%%
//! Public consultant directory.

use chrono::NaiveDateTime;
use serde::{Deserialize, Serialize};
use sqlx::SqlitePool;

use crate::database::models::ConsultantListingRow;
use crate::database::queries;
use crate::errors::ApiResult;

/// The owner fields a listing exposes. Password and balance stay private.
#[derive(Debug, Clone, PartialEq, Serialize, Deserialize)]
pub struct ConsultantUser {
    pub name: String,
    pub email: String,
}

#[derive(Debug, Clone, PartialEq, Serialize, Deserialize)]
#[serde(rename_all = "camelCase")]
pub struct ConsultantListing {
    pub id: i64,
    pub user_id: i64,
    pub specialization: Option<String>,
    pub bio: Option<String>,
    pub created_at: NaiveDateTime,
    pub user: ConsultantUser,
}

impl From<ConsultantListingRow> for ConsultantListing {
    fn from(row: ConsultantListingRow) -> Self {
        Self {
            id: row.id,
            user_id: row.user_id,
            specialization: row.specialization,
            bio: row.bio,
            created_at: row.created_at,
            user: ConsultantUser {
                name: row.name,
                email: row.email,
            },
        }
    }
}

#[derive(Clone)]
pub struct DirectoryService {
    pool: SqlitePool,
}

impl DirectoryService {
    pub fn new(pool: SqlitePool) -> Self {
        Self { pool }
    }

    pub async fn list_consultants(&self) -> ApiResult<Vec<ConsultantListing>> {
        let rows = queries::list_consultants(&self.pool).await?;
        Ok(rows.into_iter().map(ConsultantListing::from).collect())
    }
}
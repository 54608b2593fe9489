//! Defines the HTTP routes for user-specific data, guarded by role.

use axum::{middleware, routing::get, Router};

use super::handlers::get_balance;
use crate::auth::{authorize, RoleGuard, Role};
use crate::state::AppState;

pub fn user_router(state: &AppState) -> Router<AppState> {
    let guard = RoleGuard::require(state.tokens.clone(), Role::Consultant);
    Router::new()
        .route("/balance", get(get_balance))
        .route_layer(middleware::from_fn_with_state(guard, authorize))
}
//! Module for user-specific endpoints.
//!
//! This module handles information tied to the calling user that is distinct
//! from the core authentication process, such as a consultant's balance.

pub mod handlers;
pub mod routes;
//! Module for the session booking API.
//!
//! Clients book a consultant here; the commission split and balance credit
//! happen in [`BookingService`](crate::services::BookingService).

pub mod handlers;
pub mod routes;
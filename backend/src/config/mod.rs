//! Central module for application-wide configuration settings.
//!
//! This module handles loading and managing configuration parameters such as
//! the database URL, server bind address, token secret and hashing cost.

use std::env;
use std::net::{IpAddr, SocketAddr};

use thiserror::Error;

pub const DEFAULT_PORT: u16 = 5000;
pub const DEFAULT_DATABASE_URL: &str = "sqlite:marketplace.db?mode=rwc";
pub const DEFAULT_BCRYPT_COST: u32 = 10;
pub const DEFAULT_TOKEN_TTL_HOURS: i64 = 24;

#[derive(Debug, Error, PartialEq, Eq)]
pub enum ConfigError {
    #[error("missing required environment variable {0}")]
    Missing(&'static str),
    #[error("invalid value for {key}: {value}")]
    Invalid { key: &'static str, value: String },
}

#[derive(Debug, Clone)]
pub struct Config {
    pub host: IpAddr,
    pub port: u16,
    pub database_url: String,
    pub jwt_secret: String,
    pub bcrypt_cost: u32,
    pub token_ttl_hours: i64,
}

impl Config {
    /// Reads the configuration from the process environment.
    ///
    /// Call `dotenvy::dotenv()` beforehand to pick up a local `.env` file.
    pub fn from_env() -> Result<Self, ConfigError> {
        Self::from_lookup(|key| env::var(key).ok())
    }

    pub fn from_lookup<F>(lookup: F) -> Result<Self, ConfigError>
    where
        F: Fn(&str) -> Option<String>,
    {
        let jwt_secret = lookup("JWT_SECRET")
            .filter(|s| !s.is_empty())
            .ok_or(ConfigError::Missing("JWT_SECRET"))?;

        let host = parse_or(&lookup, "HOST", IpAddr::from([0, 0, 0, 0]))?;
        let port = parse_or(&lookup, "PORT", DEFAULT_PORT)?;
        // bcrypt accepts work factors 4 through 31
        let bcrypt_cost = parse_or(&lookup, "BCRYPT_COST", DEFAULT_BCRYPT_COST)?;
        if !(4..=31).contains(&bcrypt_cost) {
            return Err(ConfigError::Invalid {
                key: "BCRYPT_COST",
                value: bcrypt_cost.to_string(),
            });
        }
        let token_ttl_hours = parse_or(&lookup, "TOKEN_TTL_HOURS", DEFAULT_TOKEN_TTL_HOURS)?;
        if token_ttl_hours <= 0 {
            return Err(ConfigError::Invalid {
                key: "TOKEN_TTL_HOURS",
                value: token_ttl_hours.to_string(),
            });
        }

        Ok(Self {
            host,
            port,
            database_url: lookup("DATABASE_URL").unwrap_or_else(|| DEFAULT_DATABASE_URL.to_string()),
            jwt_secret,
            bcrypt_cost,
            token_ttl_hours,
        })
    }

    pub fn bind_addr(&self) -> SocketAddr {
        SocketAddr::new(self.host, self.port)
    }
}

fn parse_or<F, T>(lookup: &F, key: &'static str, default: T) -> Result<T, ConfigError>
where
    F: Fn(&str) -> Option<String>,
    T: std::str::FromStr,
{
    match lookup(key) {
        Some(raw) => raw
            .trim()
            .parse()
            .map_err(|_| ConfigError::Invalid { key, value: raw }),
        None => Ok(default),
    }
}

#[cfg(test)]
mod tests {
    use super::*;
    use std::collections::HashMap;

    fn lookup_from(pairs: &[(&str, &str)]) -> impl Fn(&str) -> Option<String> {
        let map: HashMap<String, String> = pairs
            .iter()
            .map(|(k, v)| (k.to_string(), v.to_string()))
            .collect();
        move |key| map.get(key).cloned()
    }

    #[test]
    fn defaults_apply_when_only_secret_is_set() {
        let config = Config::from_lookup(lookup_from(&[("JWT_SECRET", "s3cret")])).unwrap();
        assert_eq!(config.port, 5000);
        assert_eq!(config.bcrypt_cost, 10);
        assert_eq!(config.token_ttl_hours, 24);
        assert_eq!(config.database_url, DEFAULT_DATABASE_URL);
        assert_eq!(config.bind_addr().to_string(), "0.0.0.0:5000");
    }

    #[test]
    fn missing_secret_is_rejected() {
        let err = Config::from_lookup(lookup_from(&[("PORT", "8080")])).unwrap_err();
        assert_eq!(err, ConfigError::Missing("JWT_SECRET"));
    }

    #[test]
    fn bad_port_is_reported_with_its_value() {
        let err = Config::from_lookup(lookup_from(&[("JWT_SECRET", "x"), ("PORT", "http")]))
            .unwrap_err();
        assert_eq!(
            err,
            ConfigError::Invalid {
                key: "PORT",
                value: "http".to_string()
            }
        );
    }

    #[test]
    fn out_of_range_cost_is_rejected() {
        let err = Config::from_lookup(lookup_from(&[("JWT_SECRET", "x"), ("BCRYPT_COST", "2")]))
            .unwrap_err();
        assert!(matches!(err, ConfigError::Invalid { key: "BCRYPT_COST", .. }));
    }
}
%%
INSTRUCTIONS FOR THE TASK: Go through the entries and repeat each one exactly.

TASK RESPONSE:
//! Public consultant directory.

use chrono::NaiveDateTime;
use serde::{Deserialize, Serialize};
use sqlx::SqlitePool;

use crate::database::models::ConsultantListingRow;
use crate::database::queries;
use crate::errors::ApiResult;

/// The owner fields a listing exposes. Password and balance stay private.
#[derive(Debug, Clone, PartialEq, Serialize, Deserialize)]
pub struct ConsultantUser {
    pub name: String,
    pub email: String,
}

#[derive(Debug, Clone, PartialEq, Serialize, Deserialize)]
#[serde(rename_all = "camelCase")]
pub struct ConsultantListing {
    pub id: i64,
    pub user_id: i64,
    pub specialization: Option<String>,
    pub bio: Option<String>,
    pub created_at: NaiveDateTime,
    pub user: ConsultantUser,
}

impl From<ConsultantListingRow> for ConsultantListing {
    fn from(row: ConsultantListingRow) -> Self {
        Self {
            id: row.id,
            user_id: row.user_id,
            specialization: row.specialization,
            bio: row.bio,
            created_at: row.created_at,
            user: ConsultantUser {
                name: row.name,
                email: row.email,
            },
        }
    }
}

#[derive(Clone)]
pub struct DirectoryService {
    pool: SqlitePool,
}

impl DirectoryService {
    pub fn new(pool: SqlitePool) -> Self {
        Self { pool }
    }

    pub async fn list_consultants(&self) -> ApiResult<Vec<ConsultantListing>> {
        let rows = queries::list_consultants(&self.pool).await?;
        Ok(rows.into_iter().map(ConsultantListing::from).collect())
    }
}
repository 54608b2593fe9489
//! Defines the HTTP routes for user-specific data, guarded by role.

use axum::{middleware, routing::get, Router};

use super::handlers::get_balance;
use crate::auth::{authorize, RoleGuard, Role};
use crate::state::AppState;

pub fn user_router(state: &AppState) -> Router<AppState> {
    let guard = RoleGuard::require(state.tokens.clone(), Role::Consultant);
    Router::new()
        .route("/balance", get(get_balance))
        .route_layer(middleware::from_fn_with_state(guard, authorize))
}
//! Module for user-specific endpoints.
//!
//! This module handles information tied to the calling user that is distinct
//! from the core authentication process, such as a consultant's balance.

pub mod handlers;
pub mod routes;
//! Module for the session booking API.
//!
//! Clients book a consultant here; the commission split and balance credit
//! happen in [`BookingService`](crate::services::BookingService).

pub mod handlers;
pub mod routes;
filename backend/src/config/mod.rs
//! Central module for application-wide configuration settings.
//!
//! This module handles loading and managing configuration parameters such as
//! the database URL, server bind address, token secret and hashing cost.

use std::env;
use std::net::{IpAddr, SocketAddr};

use thiserror::Error;

pub const DEFAULT_PORT: u16 = 5000;
pub const DEFAULT_DATABASE_URL: &str = "sqlite:marketplace.db?mode=rwc";
pub const DEFAULT_BCRYPT_COST: u32 = 10;
pub const DEFAULT_TOKEN_TTL_HOURS: i64 = 24;

#[derive(Debug, Error, PartialEq, Eq)]
pub enum ConfigError {
    #[error("missing required environment variable {0}")]
    Missing(&'static str),
    #[error("invalid value for {key}: {value}")]
    Invalid { key: &'static str, value: String },
}

#[derive(Debug, Clone)]
pub struct Config {
    pub host: IpAddr,
    pub port: u16,
    pub database_url: String,
    pub jwt_secret: String,
    pub bcrypt_cost: u32,
    pub token_ttl_hours: i64,
}

impl Config {
    /// Reads the configuration from the process environment.
    ///
    /// Call `dotenvy::dotenv()` beforehand to pick up a local `.env` file.
    pub fn from_env() -> Result<Self, ConfigError> {
        Self::from_lookup(|key| env::var(key).ok())
    }

    pub fn from_lookup<F>(lookup: F) -> Result<Self, ConfigError>
    where
        F: Fn(&str) -> Option<String>,
    {
        let jwt_secret = lookup("JWT_SECRET")
            .filter(|s| !s.is_empty())
            .ok_or(ConfigError::Missing("JWT_SECRET"))?;

        let host = parse_or(&lookup, "HOST", IpAddr::from([0, 0, 0, 0]))?;
        let port = parse_or(&lookup, "PORT", DEFAULT_PORT)?;
        // bcrypt accepts work factors 4 through 31
        let bcrypt_cost = parse_or(&lookup, "BCRYPT_COST", DEFAULT_BCRYPT_COST)?;
        if !(4..=31).contains(&bcrypt_cost) {
            return Err(ConfigError::Invalid {
                key: "BCRYPT_COST",
                value: bcrypt_cost.to_string(),
            });
        }
        let token_ttl_hours = parse_or(&lookup, "TOKEN_TTL_HOURS", DEFAULT_TOKEN_TTL_HOURS)?;
        if token_ttl_hours <= 0 {
            return Err(ConfigError::Invalid {
                key: "TOKEN_TTL_HOURS",
                value: token_ttl_hours.to_string(),
            });
        }

        Ok(Self {
            host,
            port,
            database_url: lookup("DATABASE_URL").unwrap_or_else(|| DEFAULT_DATABASE_URL.to_string()),
            jwt_secret,
            bcrypt_cost,
            token_ttl_hours,
        })
    }

    pub fn bind_addr(&self) -> SocketAddr {
        SocketAddr::new(self.host, self.port)
    }
}

fn parse_or<F, T>(lookup: &F, key: &'static str, default: T) -> Result<T, ConfigError>
where
    F: Fn(&str) -> Option<String>,
    T: std::str::FromStr,
{
    match lookup(key) {
        Some(raw) => raw
            .trim()
            .parse()
            .map_err(|_| ConfigError::Invalid { key, value: raw }),
        None => Ok(default),
    }
}

#[cfg(test)]
mod tests {
    use super::*;
    use std::collections::HashMap;

    fn lookup_from(pairs: &[(&str, &str)]) -> impl Fn(&str) -> Option<String> {
        let map: HashMap<String, String> = pairs
            .iter()
            .map(|(k, v)| (k.to_string(), v.to_string()))
            .collect();
        move |key| map.get(key).cloned()
    }

    #[test]
    fn defaults_apply_when_only_secret_is_set() {
        let config = Config::from_lookup(lookup_from(&[("JWT_SECRET", "s3cret")])).unwrap();
        assert_eq!(config.port, 5000);
        assert_eq!(config.bcrypt_cost, 10);
        assert_eq!(config.token_ttl_hours, 24);
        assert_eq!(config.database_url, DEFAULT_DATABASE_URL);
        assert_eq!(config.bind_addr().to_string(), "0.0.0.0:5000");
    }

    #[test]
    fn missing_secret_is_rejected() {
        let err = Config::from_lookup(lookup_from(&[("PORT", "8080")])).unwrap_err();
        assert_eq!(err, ConfigError::Missing("JWT_SECRET"));
    }

    #[test]
    fn bad_port_is_reported_with_its_value() {
        let err = Config::from_lookup(lookup_from(&[("JWT_SECRET", "x"), ("PORT", "http")]))
            .unwrap_err();
        assert_eq!(
            err,
            ConfigError::Invalid {
                key: "PORT",
                value: "http".to_string()
            }
        );
    }

    #[test]
    fn out_of_range_cost_is_rejected() {
        let err = Config::from_lookup(lookup_from(&[("JWT_SECRET", "x"), ("BCRYPT_COST", "2")]))
            .unwrap_err();
        assert!(matches!(err, ConfigError::Invalid { key: "BCRYPT_COST", .. }));
    }
}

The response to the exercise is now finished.